# 96a1 question



## epac_shred90 (Apr 16, 2012)

Hey guys,

So I just bought a Beretta 96a1 and I love it so far. I have been looking around forums and what not for mods and aftermarket stuff I can do to the gun. I'm new to the whole gun-modding stuff, so I have a few questions. I want to make the gun as reliable as possible, and some people on forums say that these frames are just not meant to handle a 40 cal. as they crack and other issues emerge. I want to make the gun as reliable as possible. I have heard that the guide rods in these pistols are poly and need to be replaced with a steel guide rod, as well as replacing the the recoil spring with a #16 or #18 wolff spring. I don't want to do any heavy modding, but I'd like to replace the parts in this gun with better quality parts if it will make it last longer. Also, I would like to reduce the trigger weight of the gun as it is a little stronger than I would like. I've heard that replacing the trigger spring alone will take make it much more comfortable. Could some of you please give me some insight on which mods I should do for this gun? Also, what are your opinions on these guns? Thanks in advance.


----------



## denner (Jun 3, 2011)

You can get a "D" spring to lighten the trigger pull, however after putting a couple of 100 rounds through and more, it should lighten up, I've never bothered going with the "D" spring in my 92, or 96FS and I shoot the DA as well as SA, which is very well, just practice. After all the SA pull is as sweet as a target pistol and I know when I pull the trigger the primer is going to get hit hard w/ any ammo I choose to feed it. Beretta updated the 96A1 as it has an "internal recoil buffer" for durability and less impact to the frame, so the need to go to a heavier recoil spring is a non-issue w/ the 40cal 96A1. I run a Wolff 15lb spring in my 96FS. Likewise, the 96A1 incorporates a captive recoil spring assembly. If it were me I'd stick with it the way it is, change out the recoil assembly when needed and shoot away.


----------



## epac_shred90 (Apr 16, 2012)

Thanks denner for the reply. So it sounds as if they corrected the issues from the previous 92's and 96's in the a1 series? I believe I'll just leave it stock for right now if thats the case. Also, does the regular 96 parts interchangeable with the 96a1? Thanks for the info again.


----------



## denner (Jun 3, 2011)

epac_shred90 said:


> Thanks denner for the reply. So it sounds as if they corrected the issues from the previous 92's and 96's in the a1 series? I believe I'll just leave it stock for right now if thats the case. Also, does the regular 96 parts interchangeable with the 96a1? Thanks for the info again.

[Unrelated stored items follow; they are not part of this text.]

impl TreeEditor {
    /// Start an edit chain from an already parsed tree.
    pub fn new(tree: SyntaxTree) -> Self {
        let original = tree.shared_source();
        Self { tree, original }
    }

    /// Parse `text` with `pack` and start an edit chain.
    pub fn parse(pack: &Arc<LanguagePack>, text: &str) -> Result<Self, EditError> {
        Ok(Self::new(pool::parse(pack, text)?))
    }

    /// Parse `text` with a built-in pack looked up by name or extension.
    pub fn for_language(language: &str, text: &str) -> Result<Self, EditError> {
        let pack = LanguagePackRegistry::builtin().get(language)?;
        Self::parse(&pack, text)
    }

    pub fn text(&self) -> &str {
        self.tree.source()
    }

    pub fn original_text(&self) -> &str {
        &self.original
    }

    pub fn tree(&self) -> &SyntaxTree {
        &self.tree
    }

    pub fn pack(&self) -> &Arc<LanguagePack> {
        self.tree.pack()
    }

    pub fn is_modified(&self) -> bool {
        *self.original != *self.text()
    }

    fn with_text(&self, text: String) -> Result<Self, EditError> {
        let tree = pool::parse(self.tree.pack(), &text)?;
        tracing::trace!(
            language = %self.tree.pack().language,
            bytes = text.len(),
            "re-parsed after edit"
        );
        Ok(Self {
            tree,
            original: Arc::clone(&self.original),
        })
    }

    fn apply(&self, splice: Splice) -> Result<Self, EditError> {
        let text = splice.apply(self.text())?;
        self.with_text(text)
    }

    fn ensure_parsed(&self) -> Result<(), EditError> {
        if self.tree.is_degraded() {
            return Err(EditError::ParseDegraded {
                language: self.tree.pack().language.clone(),
            });
        }
        Ok(())
    }

    /// Insert `content` after 1-based line `after_line` (`0` inserts at the
    /// top).
    pub fn add_lines(&self, after_line: usize, content: &str) -> Result<Self, EditError> {
        self.with_text(lines::add_lines(self.text(), after_line, content))
    }

    /// Remove 1-based lines `start..=end`, clamped to the buffer.
    pub fn remove_lines(&self, start: usize, end: usize) -> Result<Self, EditError> {
        self.with_text(lines::remove_lines(self.text(), start, end))
    }

    /// Replace 1-based line `line`, clamped to the buffer.
    pub fn update_line(&self, line: usize, content: &str) -> Result<Self, EditError> {
        self.with_text(lines::update_line(self.text(), line, content))
    }

    fn resolve_raw(&self, path: &str) -> Result<Node<'_>, EditError> {
        self.ensure_parsed()?;
        self.tree
            .resolve_path_str(path)
            .ok_or_else(|| EditError::NodeNotFound {
                path: path.to_string(),
                suggestions: Vec::new(),
            })
    }

    /// Exactly one semantic match, `None` for zero, an error for several.
    fn resolve_semantic(&self, path: &str) -> Result<Option<SemanticMatch>, EditError> {
        self.ensure_parsed()?;
        let mut matches = resolve::find_by_semantic_path(&self.tree, path);
        match matches.len() {
            0 => Ok(None),
            1 => Ok(matches.pop()),
            _ => Err(EditError::AmbiguousPath {
                path: path.to_string(),
                matches: matches.into_iter().map(|m| m.description).collect(),
            }),
        }
    }

    fn not_found(&self, path: &str) -> EditError {
        EditError::NodeNotFound {
            path: path.to_string(),
            suggestions: resolve::suggest(&self.tree, path),
        }
    }

    /// Semantic first, then raw indexed.
    fn resolve_any(&self, path: &str) -> Result<Node<'_>, EditError> {
        if let Some(found) = self.resolve_semantic(path)? {
            return self.node_at(&found.path, path);
        }
        self.tree
            .resolve_path_str(path)
            .ok_or_else(|| self.not_found(path))
    }

    fn node_at(&self, path: &StructuralPath, requested: &str) -> Result<Node<'_>, EditError> {
        self.tree
            .resolve_path(path)
            .ok_or_else(|| self.not_found(requested))
    }

    /// Replace the node at a structural path with `content`.
    pub fn update_node_by_path(&self, path: &str, content: &str) -> Result<Self, EditError> {
        let node = self.resolve_raw(path)?;
        self.apply(Splice::new(node.start_byte(), node.end_byte(), content))
    }

    /// Replace the single node a semantic path names with `content`.
    pub fn update_node_by_semantic_path(
        &self,
        path: &str,
        content: &str,
    ) -> Result<Self, EditError> {
        let found = self
            .resolve_semantic(path)?
            .ok_or_else(|| self.not_found(path))?;
        self.update_node_by_path(&found.path.to_string(), content)
    }

    /// Replace the node a semantic or structural path names.
    pub fn update_node(&self, path: &str, content: &str) -> Result<Self, EditError> {
        let node = self.resolve_any(path)?;
        self.apply(Splice::new(node.start_byte(), node.end_byte(), content))
    }

    /// Remove the node at a structural path, and its line if that leaves
    /// the line blank.
    pub fn delete_node_by_path(&self, path: &str) -> Result<Self, EditError> {
        let node = self.resolve_raw(path)?;
        self.delete(node)
    }

    pub fn delete_node_by_semantic_path(&self, path: &str) -> Result<Self, EditError> {
        let found = self
            .resolve_semantic(path)?
            .ok_or_else(|| self.not_found(path))?;
        self.delete_node_by_path(&found.path.to_string())
    }

    /// Remove the node a semantic or structural path names.
    pub fn delete_node(&self, path: &str) -> Result<Self, EditError> {
        let node = self.resolve_any(path)?;
        self.delete(node)
    }

    fn delete(&self, node: Node<'_>) -> Result<Self, EditError> {
        let start = node.start_byte();
        let end = separator_after(self.text(), node).unwrap_or_else(|| node.end_byte());
        let text = Splice::new(start, end, "").apply(self.text())?;

        let line_start = lines::line_start(&text, start);
        let line_end = lines::line_end(&text, start);
        if !text[line_start..line_end].trim().is_empty() {
            return self.with_text(text);
        }

        let blank = if line_end < text.len() {
            Splice::new(line_start, line_end + 1, "")
        } else if line_start > 0 {
            Splice::new(line_start - 1, line_end, "")
        } else {
            Splice::new(line_start, line_end, "")
        };
        self.with_text(blank.apply(&text)?)
    }

    /// Append `content` as the last member of a parent's body.
    ///
    /// An empty `parent_path` appends at the end of the file after a blank
    /// line. Otherwise the parent is resolved semantically first, then as a
    /// structural path, and its body is located through the pack's body
    /// rules. Content is re-indented one level inside the body.
    pub fn append_child(&self, parent_path: &str, content: &str) -> Result<Self, EditError> {
        if parent_path.trim().is_empty() {
            return self.with_text(append_to_end(self.text(), content));
        }

        let body = self.resolve_body(parent_path)?;
        let splice = self.append_splice(body, content);
        self.apply(splice)
    }

    /// Insert `content` before the first body member whose raw type is in
    /// `before_types`, at that member's indentation. Without such a member
    /// this appends like [`TreeEditor::append_child`].
    pub fn insert_before(
        &self,
        parent_path: &str,
        content: &str,
        before_types: &[&str],
    ) -> Result<Self, EditError> {
        if parent_path.trim().is_empty() {
            return self.with_text(append_to_end(self.text(), content));
        }

        let body = self.resolve_body(parent_path)?;
        let mut cursor = body.walk();
        let anchor = body
            .named_children(&mut cursor)
            .find(|child| before_types.contains(&child.kind()));

        let Some(anchor) = anchor else {
            let splice = self.append_splice(body, content);
            return self.apply(splice);
        };

        let text = self.text();
        let eol = lines::line_ending(text);
        let start = anchor.start_byte();

        let splice = if lines::starts_line(text, start) {
            let prefix = lines::line_indent(text, start);
            Splice::insert(
                lines::line_start(text, start),
                format!("{}{eol}", member_block(content, prefix, eol)),
            )
        } else {
            let prefix = self.member_indent(body);
            let trimmed = text[..start].trim_end_matches([' ', '\t']).len();
            Splice::new(
                trimmed,
                start,
                format!("{eol}{}{eol}{prefix}", member_block(content, &prefix, eol)),
            )
        };
        self.apply(splice)
    }

    fn resolve_body(&self, parent_path: &str) -> Result<Node<'_>, EditError> {
        let parent = self.resolve_any(parent_path)?;
        body::find_body(&self.tree, parent).ok_or_else(|| EditError::BodyNotFound {
            path: parent_path.to_string(),
        })
    }

    /// Indentation for a new member of `body`: that of its first member if
    /// it sits on its own line, otherwise one unit deeper than the line the
    /// body closes (or starts) on.
    fn member_indent(&self, body: Node<'_>) -> String {
        let text = self.text();
        let mut cursor = body.walk();
        let first = body.named_children(&mut cursor).next();
        if let Some(first) = first.filter(|n| lines::starts_line(text, n.start_byte())) {
            return lines::line_indent(text, first.start_byte()).to_string();
        }

        let anchor = body::closing_delimiter(body)
            .map(|close| close.start_byte())
            .unwrap_or_else(|| body.start_byte());
        format!(
            "{}{}",
            lines::line_indent(text, anchor),
            self.tree.pack().indent_unit
        )
    }

    fn append_splice(&self, body: Node<'_>, content: &str) -> Splice {
        let text = self.text();
        let eol = lines::line_ending(text);
        let prefix = self.member_indent(body);
        let block = member_block(content, &prefix, eol);

        if let Some(close) = body::closing_delimiter(body) {
            let close_start = close.start_byte();
            if lines::starts_line(text, close_start) {
                return Splice::insert(lines::line_start(text, close_start), format!("{block}{eol}"));
            }
            let closing_indent = lines::line_indent(text, close_start);
            let trimmed = text[..close_start].trim_end_matches([' ', '\t']).len();
            return Splice::new(trimmed, close_start, format!("{eol}{block}{eol}{closing_indent}"));
        }

        let start = body.start_byte();
        let end = body.end_byte();

        // Indentation-delimited body on its header's line (`class A: pass`):
        // it moves to a line of its own above the new member.
        if !lines::starts_line(text, start) {
            let header = text[..start].trim_end_matches([' ', '\t']).len();
            let inline = text[start..end].trim_end();
            return Splice::new(
                header,
                start + inline.len(),
                format!("{eol}{prefix}{inline}{eol}{block}"),
            );
        }

        // Otherwise add after its last line.
        let anchor = if end > start && text[..end].ends_with('\n') {
            end - 1
        } else {
            end
        };
        let mut at = lines::line_end(text, anchor);
        if text[..at].ends_with('\r') {
            at -= 1;
        }
        Splice::insert(at, format!("{eol}{block}"))
    }

    pub fn find_paths_for_line(&self, search_text: &str) -> Vec<PathLocation> {
        self.tree.find_paths_for_line(search_text)
    }

    pub fn find_nodes_by_semantic_path(&self, path: &str) -> Vec<SemanticMatch> {
        resolve::find_by_semantic_path(&self.tree, path)
    }

    pub fn all_semantic_paths(&self) -> Vec<String> {
        resolve::all_semantic_paths(&self.tree)
    }

    /// Unified diff from the first text of the chain to the current text.
    /// Empty when nothing changed.
    pub fn generate_diff(&self) -> String {
        self.generate_diff_labeled(&self.tree.pack().language)
    }

    /// Like [`TreeEditor::generate_diff`], with `label` in the file headers.
    pub fn generate_diff_labeled(&self, label: &str) -> String {
        diff::unified_diff(&self.original, self.text(), label)
    }

    pub fn diff_hunk_count(&self) -> usize {
        diff::hunk_count(&self.original, self.text())
    }

    /// Fail if the current text has more ERROR or MISSING nodes than the
    /// original text did.
    pub fn validate(&self) -> Result<(), EditError> {
        self.ensure_parsed()?;
        let errors = self.tree.error_nodes();
        if errors.is_empty() {
            return Ok(());
        }

        let baseline = pool::parse(self.tree.pack(), &self.original)?
            .error_nodes()
            .len();
        if errors.len() <= baseline {
            return Ok(());
        }

        let first = &errors[0];
        Err(EditError::SyntaxErrorsIntroduced {
            count: errors.len() - baseline,
            line: first.start.row + 1,
            column: first.start.column + 1,
        })
    }
}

Yep, thats what Beretta did, and I don't believe the 92 series ever had an issue as opposed to some 96's used by law enforcement with high round counts. I'm not sure about the interchangeability between the 96FS and 96A1, but I would presume that most parts are interchangeable, but according to Brownell's they seem to have most parts for the 96A1 in stock so I wouldn't see any issue w/ parts, besides they have discontinued the 96FS probably for the reasons mentioned. It's important to change the recoil spring every 4-5 K or sooner and your pistol should last a couple of life times. I have a 1993 92G w/ well over 20,000 rounds thru it and no issues whatsoever. I've always run 14 and 15 pound Wollf springs and replaced them 2-3 k or sooner and the pistol runs like clockwork. No issues w/ the 96FS either, but I do run a heavier recoil spring than the stock 13 pound spring(the same as the 92) which is where I believe Beretta should have run a heavier spring in the 96FS. I'll tell you one thing for sure is that the 96FS is a real shooter.


----------